By Donald Zuhn --
On Friday, Sen. Patrick Leahy (D-VT) sent a letter to Dr. Francis Collins, the Director of the National Institutes of Health (NIH), "to urge [the Director] to consider using march-in rights under the Bayh-Dole Act to ensure greater access to genetic testing for breast and ovarian cancer." The Bayh-Dole Act, which was enacted in 1980, created a uniform patent policy among the many federal agencies that fund research, enabling small business and non-profit organizations -- including universities -- to retain title to inventions made under federally funded research programs.
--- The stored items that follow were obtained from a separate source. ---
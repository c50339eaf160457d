//! BruinChat realtime gateway.
//!
//! - WebSocket endpoint: /api/ws?token=<jwt>
//! - Config path: first CLI argument, default `bruinchat.yaml`
//! - SIGINT/SIGTERM: drain the hub, then stop serving

use std::net::SocketAddr;
use std::process::ExitCode;

use tracing_subscriber::{fmt, EnvFilter};

use bruinchat_core::error::{ChatError, Result};
use bruinchat_gateway::{app_state::AppState, config, router};

const DEFAULT_CONFIG: &str = "bruinchat.yaml";

#[tokio::main]
async fn main() -> ExitCode {
    let filter = EnvFilter::try_from_default_env().unwrap_or_else(|_| EnvFilter::new("info"));
    fmt().with_env_filter(filter).init();

    match run().await {
        Ok(()) => ExitCode::SUCCESS,
        Err(e) => {
            tracing::error!(error = %e, "bruinchat-gateway failed");
            ExitCode::FAILURE
        }
    }
}

async fn run() -> Result<()> {
    let path = std::env::args().nth(1).unwrap_or_else(|| DEFAULT_CONFIG.to_string());
    let cfg = config::load_from_file(&path)?;
    let listen: SocketAddr = cfg.gateway.listen.parse().map_err(|e| {
        ChatError::BadRequest(format!("gateway.listen must be a socket address: {e}"))
    })?;

    let state = AppState::new(cfg)?;
    let app = router::build_router(state.clone());

    let listener = tokio::net::TcpListener::bind(listen)
        .await
        .map_err(|e| ChatError::Internal(format!("bind {listen} failed: {e}")))?;
    tracing::info!(%listen, config = %path, "bruinchat-gateway starting");

    axum::serve(listener, app)
        .with_graceful_shutdown(shutdown_signal(state))
        .await
        .map_err(|e| ChatError::Internal(format!("server failed: {e}")))?;

    tracing::info!("bruinchat-gateway stopped");
    Ok(())
}

async fn shutdown_signal(state: AppState) {
    let ctrl_c = async {
        if let Err(e) = tokio::signal::ctrl_c().await {
            tracing::warn!(error = %e, "ctrl-c handler unavailable");
            std::future::pending::<()>().await;
        }
    };

    #[cfg(unix)]
    let terminate = async {
        use tokio::signal::unix::{signal, SignalKind};
        match signal(SignalKind::terminate()) {
            Ok(mut sig) => {
                sig.recv().await;
            }
            Err(e) => {
                tracing::warn!(error = %e, "SIGTERM handler unavailable");
                std::future::pending::<()>().await;
            }
        }
    };

    #[cfg(not(unix))]
    let terminate = std::future::pending::<()>();

    tokio::select! {
        _ = ctrl_c => {},
        _ = terminate => {},
    }

    tracing::info!("shutdown signal received");
    state.begin_shutdown();
}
In commemorating the Act's 30th anniversary in 2010, the U.S. Patent and Trademark Office noted that "[t]he legislation is credited with the creation of thousands of new companies and billions of dollars of direct benefits to the U.S. economy" (see "USPTO Recognizes 30th Anniversary of Bayh-Dole Act").
As a result of the concern that U.S. taxpayers should not have to pay businesses for inventions that the public has already paid for, legislators added a section to the Act that gave the government "march-in" rights. Recently, a handful of groups filed a petition with the NIH requesting the agency to exercise these march-in rights over the anti-AIDS drug ritonavir, exclusively sold by Abbott Laboratories (see "Groups Petition for NIH Exercise of March-in Rights over Abbott Laboratories' Norvir®," which includes a discussion of the statute and regulation governing the exercise of the government's march-in rights under the Bayh-Dole Act, as well as a recent history of requests that the government exercise such rights).
In encouraging the NIH to exercise its march-in rights with respect to the Myriad's BRCA test, Sen. Leahy (above right) indicates that:
Myriad's genetic test, which was developed with federally-funded research, is truly important for public health. Myriad is the only provider of this test because it is covered by patent protection. Unfortunately, testimony before the United States Patent and Trademark (USPTO) revealed that Myriad does all of this testing in-house, and charges between $3,000 and $4,000.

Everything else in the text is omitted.